(Beginning of INFORMATION GIVEN)

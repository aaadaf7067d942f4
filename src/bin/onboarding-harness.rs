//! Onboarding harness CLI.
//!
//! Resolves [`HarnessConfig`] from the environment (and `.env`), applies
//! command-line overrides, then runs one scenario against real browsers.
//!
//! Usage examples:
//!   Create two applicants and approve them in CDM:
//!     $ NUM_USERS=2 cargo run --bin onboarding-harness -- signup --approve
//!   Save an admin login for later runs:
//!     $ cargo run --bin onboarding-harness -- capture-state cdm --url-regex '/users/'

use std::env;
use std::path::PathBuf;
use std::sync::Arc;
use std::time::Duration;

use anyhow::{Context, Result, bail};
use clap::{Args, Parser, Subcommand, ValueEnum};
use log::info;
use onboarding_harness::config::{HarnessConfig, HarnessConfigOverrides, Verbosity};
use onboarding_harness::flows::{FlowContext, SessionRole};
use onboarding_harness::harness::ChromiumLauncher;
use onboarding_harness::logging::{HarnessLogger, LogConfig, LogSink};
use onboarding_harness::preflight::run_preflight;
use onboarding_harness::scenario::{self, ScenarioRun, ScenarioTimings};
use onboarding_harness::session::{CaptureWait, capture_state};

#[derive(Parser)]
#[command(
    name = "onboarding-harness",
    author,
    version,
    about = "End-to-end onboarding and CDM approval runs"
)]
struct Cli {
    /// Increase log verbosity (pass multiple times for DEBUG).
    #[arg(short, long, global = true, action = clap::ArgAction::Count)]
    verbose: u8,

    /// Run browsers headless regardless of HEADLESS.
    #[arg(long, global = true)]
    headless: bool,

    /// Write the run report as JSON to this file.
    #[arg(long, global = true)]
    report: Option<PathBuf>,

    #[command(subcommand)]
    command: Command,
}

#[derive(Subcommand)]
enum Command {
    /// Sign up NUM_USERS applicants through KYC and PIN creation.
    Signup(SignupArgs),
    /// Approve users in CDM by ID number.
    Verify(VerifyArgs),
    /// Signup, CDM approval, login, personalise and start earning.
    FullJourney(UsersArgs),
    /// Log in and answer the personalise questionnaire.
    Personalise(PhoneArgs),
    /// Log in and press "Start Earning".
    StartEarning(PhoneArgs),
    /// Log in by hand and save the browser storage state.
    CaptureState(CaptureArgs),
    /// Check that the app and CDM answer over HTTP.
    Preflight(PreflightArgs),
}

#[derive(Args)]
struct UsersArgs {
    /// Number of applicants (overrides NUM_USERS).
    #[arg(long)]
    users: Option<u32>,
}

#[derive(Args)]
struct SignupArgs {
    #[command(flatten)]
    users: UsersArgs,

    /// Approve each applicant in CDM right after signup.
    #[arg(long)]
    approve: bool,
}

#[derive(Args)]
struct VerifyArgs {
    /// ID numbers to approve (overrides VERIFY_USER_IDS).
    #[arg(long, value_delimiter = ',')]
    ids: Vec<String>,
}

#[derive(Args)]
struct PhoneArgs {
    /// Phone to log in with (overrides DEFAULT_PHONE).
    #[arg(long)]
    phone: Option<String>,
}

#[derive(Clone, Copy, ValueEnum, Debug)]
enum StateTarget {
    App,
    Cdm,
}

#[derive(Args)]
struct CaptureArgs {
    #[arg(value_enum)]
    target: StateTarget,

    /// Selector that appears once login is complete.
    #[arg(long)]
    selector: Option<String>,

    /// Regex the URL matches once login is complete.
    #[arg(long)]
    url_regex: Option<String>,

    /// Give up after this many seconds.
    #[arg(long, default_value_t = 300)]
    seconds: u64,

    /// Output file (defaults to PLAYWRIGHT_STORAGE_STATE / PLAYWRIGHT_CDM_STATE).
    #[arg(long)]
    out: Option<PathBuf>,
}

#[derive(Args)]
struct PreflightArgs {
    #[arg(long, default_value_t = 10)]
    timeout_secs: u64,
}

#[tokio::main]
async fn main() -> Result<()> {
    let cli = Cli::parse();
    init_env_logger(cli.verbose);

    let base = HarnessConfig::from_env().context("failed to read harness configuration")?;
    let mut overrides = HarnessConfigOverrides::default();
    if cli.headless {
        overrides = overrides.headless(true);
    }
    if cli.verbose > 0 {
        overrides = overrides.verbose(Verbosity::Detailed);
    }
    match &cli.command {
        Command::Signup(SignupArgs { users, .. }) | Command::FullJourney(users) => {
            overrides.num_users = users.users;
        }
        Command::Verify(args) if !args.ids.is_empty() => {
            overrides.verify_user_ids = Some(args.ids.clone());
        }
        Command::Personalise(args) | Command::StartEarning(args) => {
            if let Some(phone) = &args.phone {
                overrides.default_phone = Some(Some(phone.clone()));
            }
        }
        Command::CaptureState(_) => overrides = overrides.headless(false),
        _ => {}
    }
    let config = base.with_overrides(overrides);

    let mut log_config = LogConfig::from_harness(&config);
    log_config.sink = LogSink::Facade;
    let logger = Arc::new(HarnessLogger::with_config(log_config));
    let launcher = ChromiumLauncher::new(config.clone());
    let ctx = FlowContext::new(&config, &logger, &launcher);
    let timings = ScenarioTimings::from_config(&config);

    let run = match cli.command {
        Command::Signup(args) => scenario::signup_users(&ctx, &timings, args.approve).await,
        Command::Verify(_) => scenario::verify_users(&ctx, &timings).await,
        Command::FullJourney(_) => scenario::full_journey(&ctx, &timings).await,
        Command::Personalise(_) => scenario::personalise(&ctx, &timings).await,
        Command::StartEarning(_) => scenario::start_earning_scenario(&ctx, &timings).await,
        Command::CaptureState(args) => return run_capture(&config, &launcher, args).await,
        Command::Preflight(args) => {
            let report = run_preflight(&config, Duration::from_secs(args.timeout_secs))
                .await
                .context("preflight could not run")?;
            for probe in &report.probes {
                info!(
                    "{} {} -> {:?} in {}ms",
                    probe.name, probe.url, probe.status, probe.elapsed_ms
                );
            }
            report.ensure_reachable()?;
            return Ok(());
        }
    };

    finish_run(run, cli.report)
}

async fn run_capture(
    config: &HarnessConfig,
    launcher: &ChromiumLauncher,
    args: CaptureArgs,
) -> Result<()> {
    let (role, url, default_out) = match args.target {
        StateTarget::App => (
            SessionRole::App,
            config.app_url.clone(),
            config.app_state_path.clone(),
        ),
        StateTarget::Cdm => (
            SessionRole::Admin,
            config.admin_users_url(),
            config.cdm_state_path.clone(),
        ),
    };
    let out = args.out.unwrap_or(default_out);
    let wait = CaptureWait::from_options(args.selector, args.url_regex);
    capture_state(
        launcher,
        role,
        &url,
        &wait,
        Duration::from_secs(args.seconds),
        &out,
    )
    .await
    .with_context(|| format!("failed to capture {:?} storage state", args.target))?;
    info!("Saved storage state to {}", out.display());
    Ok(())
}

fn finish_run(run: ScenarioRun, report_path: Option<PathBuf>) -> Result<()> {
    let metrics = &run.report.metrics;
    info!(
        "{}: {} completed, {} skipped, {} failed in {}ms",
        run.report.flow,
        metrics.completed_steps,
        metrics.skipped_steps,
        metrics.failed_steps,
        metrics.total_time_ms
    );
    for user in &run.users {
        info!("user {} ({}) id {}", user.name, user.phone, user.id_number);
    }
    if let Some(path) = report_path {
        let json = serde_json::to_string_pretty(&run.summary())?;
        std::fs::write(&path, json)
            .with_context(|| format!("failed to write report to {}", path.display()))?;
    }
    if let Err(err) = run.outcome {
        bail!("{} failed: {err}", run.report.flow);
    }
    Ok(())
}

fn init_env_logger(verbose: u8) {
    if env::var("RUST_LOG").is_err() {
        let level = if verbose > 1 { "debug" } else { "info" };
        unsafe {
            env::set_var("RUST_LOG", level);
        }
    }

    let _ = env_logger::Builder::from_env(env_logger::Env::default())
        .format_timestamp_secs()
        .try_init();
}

(End of INFORMATION GIVEN)
(Beginning of INFORMATION GIVEN)

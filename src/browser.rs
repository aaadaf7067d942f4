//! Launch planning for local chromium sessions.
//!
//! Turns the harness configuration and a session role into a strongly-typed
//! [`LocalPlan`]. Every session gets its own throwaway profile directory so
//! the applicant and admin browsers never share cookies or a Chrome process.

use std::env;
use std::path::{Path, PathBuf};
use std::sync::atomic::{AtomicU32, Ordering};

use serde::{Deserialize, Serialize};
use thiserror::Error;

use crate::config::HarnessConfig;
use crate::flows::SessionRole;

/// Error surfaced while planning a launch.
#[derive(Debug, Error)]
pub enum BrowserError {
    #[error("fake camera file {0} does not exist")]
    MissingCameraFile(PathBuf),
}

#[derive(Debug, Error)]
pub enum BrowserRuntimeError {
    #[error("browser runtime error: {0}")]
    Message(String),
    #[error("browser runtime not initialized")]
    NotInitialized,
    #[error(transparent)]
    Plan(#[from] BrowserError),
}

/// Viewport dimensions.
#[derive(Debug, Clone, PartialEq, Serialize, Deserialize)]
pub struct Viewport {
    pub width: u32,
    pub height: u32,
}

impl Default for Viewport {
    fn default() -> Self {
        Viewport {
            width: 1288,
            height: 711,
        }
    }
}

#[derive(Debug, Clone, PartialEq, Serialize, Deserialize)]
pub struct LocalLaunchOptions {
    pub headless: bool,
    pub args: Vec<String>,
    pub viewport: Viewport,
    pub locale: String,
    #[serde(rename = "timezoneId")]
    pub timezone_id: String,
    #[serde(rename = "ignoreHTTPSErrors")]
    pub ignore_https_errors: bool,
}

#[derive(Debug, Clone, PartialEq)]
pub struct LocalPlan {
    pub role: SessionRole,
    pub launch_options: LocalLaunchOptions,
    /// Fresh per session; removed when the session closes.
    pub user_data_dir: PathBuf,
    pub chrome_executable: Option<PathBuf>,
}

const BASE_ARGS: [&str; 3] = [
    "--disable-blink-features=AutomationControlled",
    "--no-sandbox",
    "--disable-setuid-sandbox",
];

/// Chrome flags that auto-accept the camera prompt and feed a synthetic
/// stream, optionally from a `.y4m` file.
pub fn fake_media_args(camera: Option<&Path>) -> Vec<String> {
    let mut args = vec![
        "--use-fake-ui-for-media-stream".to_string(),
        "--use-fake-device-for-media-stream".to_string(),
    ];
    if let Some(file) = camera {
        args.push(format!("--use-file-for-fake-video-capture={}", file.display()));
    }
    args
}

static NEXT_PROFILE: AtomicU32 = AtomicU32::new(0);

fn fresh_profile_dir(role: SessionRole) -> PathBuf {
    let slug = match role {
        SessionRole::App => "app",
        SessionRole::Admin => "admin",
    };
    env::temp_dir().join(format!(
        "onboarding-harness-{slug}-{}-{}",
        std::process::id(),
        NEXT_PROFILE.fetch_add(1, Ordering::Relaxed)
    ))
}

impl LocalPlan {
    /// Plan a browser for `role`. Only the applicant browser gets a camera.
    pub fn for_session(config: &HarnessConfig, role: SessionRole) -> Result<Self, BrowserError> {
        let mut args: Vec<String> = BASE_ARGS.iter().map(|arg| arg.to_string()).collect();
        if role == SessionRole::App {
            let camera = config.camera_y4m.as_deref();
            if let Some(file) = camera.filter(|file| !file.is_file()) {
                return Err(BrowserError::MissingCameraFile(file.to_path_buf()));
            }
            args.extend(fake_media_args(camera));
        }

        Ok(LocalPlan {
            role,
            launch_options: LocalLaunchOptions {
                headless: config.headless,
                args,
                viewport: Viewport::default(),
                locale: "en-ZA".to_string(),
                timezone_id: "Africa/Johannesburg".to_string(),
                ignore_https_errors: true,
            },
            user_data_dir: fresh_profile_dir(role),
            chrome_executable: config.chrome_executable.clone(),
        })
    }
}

(End of INFORMATION GIVEN)

Report the total of lines above containing the string "locale", and write nothing besides it.

2